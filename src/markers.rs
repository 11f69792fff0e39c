use crate::prelude::*;
use csv;
use regex::{Regex, RegexBuilder};
use std::collections::HashSet;
use std::io::Read;

/// Markers of phagotrophy, in matrix row order.
///
/// Each entry pairs the marker's row name with the start of the protein
/// names it stands for. A `.` in a pattern stands for any single character,
/// which covers separator variants like "Rac-GTPase" and "Rac1 GTPase".
/// `Chl` is a phototrophy proxy rather than a phagotrophy marker.
pub const PHAGOTROPHY_MARKERS: [(&str, &str); 11] = [
    ("Cat", "Cathepsin"),
    ("Cdc", "CDC42"),
    ("Chl", "cytochrome"),
    ("Pho", "phosphatidylinositol.3.phosphate"),
    ("Rab", "RAB"),
    ("Rac", "RAC.GTP"),
    ("Rap", "RAP.GTP"),
    ("Rho", "Rho.GTP"),
    ("Snare", "SNARE"),
    ("Wash", "WASH"),
    ("Wasp", "WASP"),
];

/// A named protein-name pattern
#[derive(Debug, Clone)]
pub struct MarkerDefinition {
    name: String,
    pattern: String,
    regex: Regex,
}

impl MarkerDefinition {
    /// Compiles `pattern` as a case-insensitive match anchored at the
    /// first character of the description.
    pub fn new(name: &str, pattern: &str) -> Result<Self> {
        if pattern.is_empty() {
            return Err(Error::EmptyPattern(name.into()));
        }
        let regex = RegexBuilder::new(&format!("^(?:{})", pattern))
            .case_insensitive(true)
            .build()
            .map_err(|source| Error::InvalidPattern {
                name: name.into(),
                source,
            })?;
        Ok(Self {
            name: name.into(),
            pattern: pattern.into(),
            regex,
        })
    }

    pub fn name(&self) -> &str {
        &self.name
    }

    pub fn pattern(&self) -> &str {
        &self.pattern
    }

    /// Tests whether `text` begins with this marker's pattern.
    ///
    /// Trailing characters are unconstrained. Empty or too short
    /// descriptions simply do not match.
    pub fn matches(&self, text: &str) -> bool {
        self.regex.is_match(text)
    }
}

/// The ordered set of markers looked for in every annotation table
#[derive(Debug, Clone)]
pub struct MarkerRegistry {
    definitions: Vec<MarkerDefinition>,
}

impl MarkerRegistry {
    /// Builds a registry from `(name, pattern)` pairs, keeping their order.
    pub fn from_pairs<N, P>(pairs: &[(N, P)]) -> Result<Self>
    where
        N: AsRef<str>,
        P: AsRef<str>,
    {
        let mut seen = HashSet::new();
        let mut definitions = Vec::with_capacity(pairs.len());
        for (name, pattern) in pairs {
            let name = name.as_ref();
            if !seen.insert(name) {
                return Err(Error::DuplicateMarker(name.into()));
            }
            definitions.push(MarkerDefinition::new(name, pattern.as_ref())?);
        }
        Ok(Self { definitions })
    }

    /// The built-in phagotrophy marker set
    pub fn phagotrophy() -> Result<Self> {
        Self::from_pairs(&PHAGOTROPHY_MARKERS)
    }

    /// Reads a registry from a tab-delimited table with a `name` and a
    /// `pattern` column. `label` names the source in error messages.
    pub fn from_tsv<R: Read>(reader: R, label: &str) -> Result<Self> {
        let unreadable = |source| Error::UnreadableFile {
            file: label.into(),
            source,
        };
        let mut rdr = csv::ReaderBuilder::new()
            .delimiter(b'\t')
            .from_reader(reader);

        let headers = rdr.headers().map_err(unreadable)?.clone();
        let column = |wanted: &str| {
            headers
                .iter()
                .position(|h| h == wanted)
                .ok_or_else(|| Error::MissingColumn {
                    file: label.into(),
                    column: wanted.into(),
                })
        };
        let name_idx = column("name")?;
        let pattern_idx = column("pattern")?;

        let mut pairs = vec![];
        for (idx, record) in rdr.records().enumerate() {
            let record = record.map_err(unreadable)?;
            let name = record.get(name_idx).unwrap_or_default().trim();
            let pattern = record.get(pattern_idx).unwrap_or_default().trim();
            if name.is_empty() {
                if pattern.is_empty() {
                    continue;
                }
                return Err(Error::UnnamedMarker {
                    file: label.into(),
                    row: idx + 1,
                });
            }
            pairs.push((name.to_string(), pattern.to_string()));
        }
        Self::from_pairs(&pairs)
    }

    pub fn len(&self) -> usize {
        self.definitions.len()
    }

    pub fn is_empty(&self) -> bool {
        self.definitions.is_empty()
    }

    pub fn iter(&self) -> std::slice::Iter<'_, MarkerDefinition> {
        self.definitions.iter()
    }

    /// Marker names in row order
    pub fn names(&self) -> Vec<&str> {
        self.definitions.iter().map(|d| d.name()).collect()
    }

    /// Row index of the marker called `name`
    pub fn position(&self, name: &str) -> Option<usize> {
        self.definitions.iter().position(|d| d.name == name)
    }
}

impl<'a> IntoIterator for &'a MarkerRegistry {
    type Item = &'a MarkerDefinition;
    type IntoIter = std::slice::Iter<'a, MarkerDefinition>;

    fn into_iter(self) -> Self::IntoIter {
        self.iter()
    }
}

Your assignment: Each line of the data is to be retyped exactly.

Response box:
filename src/markers.rs
repository 11f69792fff0e39c
use crate::prelude::*;
use csv;
use regex::{Regex, RegexBuilder};
use std::collections::HashSet;
use std::io::Read;

/// Markers of phagotrophy, in matrix row order.
///
/// Each entry pairs the marker's row name with the start of the protein
/// names it stands for. A `.` in a pattern stands for any single character,
/// which covers separator variants like "Rac-GTPase" and "Rac1 GTPase".
/// `Chl` is a phototrophy proxy rather than a phagotrophy marker.
pub const PHAGOTROPHY_MARKERS: [(&str, &str); 11] = [
    ("Cat", "Cathepsin"),
    ("Cdc", "CDC42"),
    ("Chl", "cytochrome"),
    ("Pho", "phosphatidylinositol.3.phosphate"),
    ("Rab", "RAB"),
    ("Rac", "RAC.GTP"),
    ("Rap", "RAP.GTP"),
    ("Rho", "Rho.GTP"),
    ("Snare", "SNARE"),
    ("Wash", "WASH"),
    ("Wasp", "WASP"),
];

/// A named protein-name pattern
#[derive(Debug, Clone)]
pub struct MarkerDefinition {
    name: String,
    pattern: String,
    regex: Regex,
}

impl MarkerDefinition {
    /// Compiles `pattern` as a case-insensitive match anchored at the
    /// first character of the description.
    pub fn new(name: &str, pattern: &str) -> Result<Self> {
        if pattern.is_empty() {
            return Err(Error::EmptyPattern(name.into()));
        }
        let regex = RegexBuilder::new(&format!("^(?:{})", pattern))
            .case_insensitive(true)
            .build()
            .map_err(|source| Error::InvalidPattern {
                name: name.into(),
                source,
            })?;
        Ok(Self {
            name: name.into(),
            pattern: pattern.into(),
            regex,
        })
    }

    pub fn name(&self) -> &str {
        &self.name
    }

    pub fn pattern(&self) -> &str {
        &self.pattern
    }

    /// Tests whether `text` begins with this marker's pattern.
    ///
    /// Trailing characters are unconstrained. Empty or too short
    /// descriptions simply do not match.
    pub fn matches(&self, text: &str) -> bool {
        self.regex.is_match(text)
    }
}

/// The ordered set of markers looked for in every annotation table
#[derive(Debug, Clone)]
pub struct MarkerRegistry {
    definitions: Vec<MarkerDefinition>,
}

impl MarkerRegistry {
    /// Builds a registry from `(name, pattern)` pairs, keeping their order.
    pub fn from_pairs<N, P>(pairs: &[(N, P)]) -> Result<Self>
    where
        N: AsRef<str>,
        P: AsRef<str>,
    {
        let mut seen = HashSet::new();
        let mut definitions = Vec::with_capacity(pairs.len());
        for (name, pattern) in pairs {
            let name = name.as_ref();
            if !seen.insert(name) {
                return Err(Error::DuplicateMarker(name.into()));
            }
            definitions.push(MarkerDefinition::new(name, pattern.as_ref())?);
        }
        Ok(Self { definitions })
    }

    /// The built-in phagotrophy marker set
    pub fn phagotrophy() -> Result<Self> {
        Self::from_pairs(&PHAGOTROPHY_MARKERS)
    }

    /// Reads a registry from a tab-delimited table with a `name` and a
    /// `pattern` column. `label` names the source in error messages.
    pub fn from_tsv<R: Read>(reader: R, label: &str) -> Result<Self> {
        let unreadable = |source| Error::UnreadableFile {
            file: label.into(),
            source,
        };
        let mut rdr = csv::ReaderBuilder::new()
            .delimiter(b'\t')
            .from_reader(reader);

        let headers = rdr.headers().map_err(unreadable)?.clone();
        let column = |wanted: &str| {
            headers
                .iter()
                .position(|h| h == wanted)
                .ok_or_else(|| Error::MissingColumn {
                    file: label.into(),
                    column: wanted.into(),
                })
        };
        let name_idx = column("name")?;
        let pattern_idx = column("pattern")?;

        let mut pairs = vec![];
        for (idx, record) in rdr.records().enumerate() {
            let record = record.map_err(unreadable)?;
            let name = record.get(name_idx).unwrap_or_default().trim();
            let pattern = record.get(pattern_idx).unwrap_or_default().trim();
            if name.is_empty() {
                if pattern.is_empty() {
                    continue;
                }
                return Err(Error::UnnamedMarker {
                    file: label.into(),
                    row: idx + 1,
                });
            }
            pairs.push((name.to_string(), pattern.to_string()));
        }
        Self::from_pairs(&pairs)
    }

    pub fn len(&self) -> usize {
        self.definitions.len()
    }

    pub fn is_empty(&self) -> bool {
        self.definitions.is_empty()
    }

    pub fn iter(&self) -> std::slice::Iter<'_, MarkerDefinition> {
        self.definitions.iter()
    }

    /// Marker names in row order
    pub fn names(&self) -> Vec<&str> {
        self.definitions.iter().map(|d| d.name()).collect()
    }

    /// Row index of the marker called `name`
    pub fn position(&self, name: &str) -> Option<usize> {
        self.definitions.iter().position(|d| d.name == name)
    }
}

impl<'a> IntoIterator for &'a MarkerRegistry {
    type Item = &'a MarkerDefinition;
    type IntoIter = std::slice::Iter<'a, MarkerDefinition>;

    fn into_iter(self) -> Self::IntoIter {
        self.iter()
    }
}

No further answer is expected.